Improviser pour sauver des vies
Poussé par l’adrénaline et une expérience passée à la protection civile, Gianni s’organise. Il réalise très vite que les victimes piégées à l’intérieur sont extrêmement jeunes, certaines n’ont que 14 ou 15 ans. « Je trouve ça horrible de rester spectateur face à des enfants en train de brûler », explique-t-il. Avec l’aide d’un proche et d’une poignée de civils — trois ou quatre seulement, selon ses dires — il entre en action.
Le système D devient une question de vie ou de mort. Gianni et ses compagnons d’infortune arrachent des structures métalliques de canapés pour en faire des brancards de fortune. Il faut évacuer, vite. Mais l’horreur monte d’un cran. Il ne s’agit plus seulement d’aider des blessés à marcher, mais de transporter des grands brûlés, méconnaissables. « On ne pouvait plus distinguer un enfant d’un adulte, une femme d’un homme », témoigne-t-il. Il décrit des scènes de chaos où il a fallu faire des choix impossibles : laisser des victimes au sol pour aller en chercher d’autres encore à l’intérieur.
L’enfer jusqu’au petit matin
Gianni a œuvré jusqu’à 5 heures du matin. Il a vu des massages cardiaques désespérés, des corps démembrés, et même des pompiers professionnels pleurer face à l’ampleur de la tragédie. Il a couru chercher des couvertures dans les bars voisins pour protéger les survivants du froid glacial de la nuit. Pourtant, malgré cet acte de bravoure, le jeune homme reste hanté par ce qu’il a vu, persuadé d’avoir sauvé des vies mais marqué au fer rouge.
Le plus amer pour ce héros malgré lui ? L’après-coup.

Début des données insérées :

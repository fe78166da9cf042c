//! Modal alert
//!
//! Drawn over the dashboard until the user dismisses it

use super::super::state::DashboardState;
use super::super::utils::centered_rect;
use crate::controller::AlertKind;
use ratatui::Frame;
use ratatui::layout::Alignment;
use ratatui::prelude::{Color, Modifier, Style};
use ratatui::text::Line;
use ratatui::widgets::{Block, BorderType, Borders, Clear, Padding, Paragraph, Wrap};

pub fn render_alert(f: &mut Frame, state: &DashboardState) {
    let Some(alert) = state.alert() else {
        return;
    };

    let (title, color) = match alert.kind {
        AlertKind::Info => ("NOTICE", Color::LightGreen),
        AlertKind::Error => ("ERROR", Color::LightRed),
    };

    let area = centered_rect(60, 25, f.area());
    let body = Paragraph::new(vec![
        Line::from(alert.message.clone()),
        Line::from(""),
        Line::from("[Enter] OK").style(Style::default().fg(Color::DarkGray)),
    ])
    .alignment(Alignment::Center)
    .wrap(Wrap { trim: true })
    .block(
        Block::default()
            .title(title)
            .borders(Borders::ALL)
            .border_type(BorderType::Double)
            .border_style(Style::default().fg(color).add_modifier(Modifier::BOLD))
            .padding(Padding::uniform(1)),
    );

    f.render_widget(Clear, area);
    f.render_widget(body, area);
}
//! Session management for the interactive dashboard and one-shot commands

pub mod headless_mode;
pub mod messages;
pub mod setup;
pub mod tui_mode;

pub use headless_mode::{HeadlessCommand, run_headless_command};
pub use setup::{SessionData, setup_session};
pub use tui_mode::run_tui_mode;
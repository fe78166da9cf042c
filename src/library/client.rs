//! Library API Client
//!
//! A JSON-over-HTTP client for the library backend's stats, catalog and circulation endpoints.

use crate::consts::cli_consts::api;
use crate::library::LibraryApi;
use crate::library::error::LibraryError;
use crate::library::models::{Book, BookId, BorrowReceipt, CirculationRequest, Stats};
use log::debug;
use reqwest::{Client, ClientBuilder, Response};
use serde::Serialize;
use serde::de::DeserializeOwned;

// Build timestamp in milliseconds since epoch
const BUILD_TIMESTAMP: &str = env!("BUILD_TIMESTAMP", "Build timestamp not available");

// User-Agent string with CLI version
const USER_AGENT: &str = concat!("library-dashboard/", env!("CARGO_PKG_VERSION"));

#[derive(Debug, Clone)]
pub struct LibraryClient {
    client: Client,
    base_url: String,
}

impl LibraryClient {
    pub fn new(base_url: impl Into<String>) -> Result<Self, LibraryError> {
        let client = ClientBuilder::new()
            .connect_timeout(api::connect_timeout())
            .timeout(api::request_timeout())
            .build()?;
        Ok(Self {
            client,
            base_url: base_url.into(),
        })
    }

    pub fn base_url(&self) -> &str {
        &self.base_url
    }

    fn build_url(&self, endpoint: &str) -> String {
        format!(
            "{}/{}",
            self.base_url.trim_end_matches('/'),
            endpoint.trim_start_matches('/')
        )
    }

    fn decode_response<T: DeserializeOwned>(bytes: &[u8]) -> Result<T, LibraryError> {
        serde_json::from_slice(bytes).map_err(LibraryError::Decode)
    }

    async fn handle_response_status(response: Response) -> Result<Response, LibraryError> {
        if !response.status().is_success() {
            return Err(LibraryError::from_response(response).await);
        }
        Ok(response)
    }

    async fn get_request<T: DeserializeOwned>(&self, endpoint: &str) -> Result<T, LibraryError> {
        let url = self.build_url(endpoint);
        debug!("GET {}", url);
        let response = self
            .client
            .get(&url)
            .header("Accept", "application/json")
            .header("User-Agent", USER_AGENT)
            .header("X-Build-Timestamp", BUILD_TIMESTAMP)
            .send()
            .await?;

        let response = Self::handle_response_status(response).await?;
        let response_bytes = response.bytes().await?;
        Self::decode_response(&response_bytes)
    }

    async fn post_request<B: Serialize + ?Sized, T: DeserializeOwned>(
        &self,
        endpoint: &str,
        body: &B,
    ) -> Result<T, LibraryError> {
        let response = self.send_post(endpoint, body).await?;
        let response_bytes = response.bytes().await?;
        Self::decode_response(&response_bytes)
    }

    /// POST whose response body is ignored; only the status matters.
    async fn post_request_no_response<B: Serialize + ?Sized>(
        &self,
        endpoint: &str,
        body: &B,
    ) -> Result<(), LibraryError> {
        self.send_post(endpoint, body).await?;
        Ok(())
    }

    async fn send_post<B: Serialize + ?Sized>(
        &self,
        endpoint: &str,
        body: &B,
    ) -> Result<Response, LibraryError> {
        let url = self.build_url(endpoint);
        debug!("POST {}", url);
        let response = self
            .client
            .post(&url)
            .header("Accept", "application/json")
            .header("User-Agent", USER_AGENT)
            .header("X-Build-Timestamp", BUILD_TIMESTAMP)
            .json(body)
            .send()
            .await?;

        Self::handle_response_status(response).await
    }
}

#[async_trait::async_trait]
impl LibraryApi for LibraryClient {
    async fn get_stats(&self) -> Result<Stats, LibraryError> {
        self.get_request("stats/").await
    }

    async fn get_books(&self) -> Result<Vec<Book>, LibraryError> {
        let books: Option<Vec<Book>> = self.get_request("books/").await?;
        Ok(books.unwrap_or_default())
    }

    async fn borrow_book(&self, book_id: &BookId) -> Result<BorrowReceipt, LibraryError> {
        let request = CirculationRequest { book_id };
        self.post_request("borrow/", &request).await
    }

    async fn return_book(&self, book_id: &BookId) -> Result<(), LibraryError> {
        let request = CirculationRequest { book_id };
        self.post_request_no_response("return/", &request).await
    }
}

#[cfg(test)]
/// These are ignored by default since they require a live library backend to run.
mod live_backend_tests {
    use crate::consts::cli_consts::api;
    use crate::library::LibraryApi;

    #[tokio::test]
    #[ignore] // This test requires a live backend instance.
    /// Should fetch the counters from the default backend.
    async fn test_get_stats() {
        let client = super::LibraryClient::new(api::DEFAULT_BASE_URL).unwrap();
        match client.get_stats().await {
            Ok(stats) => println!("Stats: {:?}", stats),
            Err(e) => panic!("Failed to get stats: {}", e),
        }
    }

    #[tokio::test]
    #[ignore] // This test requires a live backend instance.
    /// Should fetch the catalog from the default backend.
    async fn test_get_books() {
        let client = super::LibraryClient::new(api::DEFAULT_BASE_URL).unwrap();
        match client.get_books().await {
            Ok(books) => println!("Got {} books", books.len()),
            Err(e) => panic!("Failed to get books: {}", e),
        }
    }
}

Une fois l’adrénaline retombée, Gianni affirme n’avoir reçu aucune prise en charge psychologique ou médicale immédiate, alors qu’il a inhalé des fumées toxiques toute la nuit. Un policier lui a simplement demandé de quitter les lieux. Aujourd’hui, alors que l’enquête devra déterminer les causes de cet incendie accidentel, Gianni tente de réaliser qu’il a traversé l’une des pires tragédies que le pays ait connues.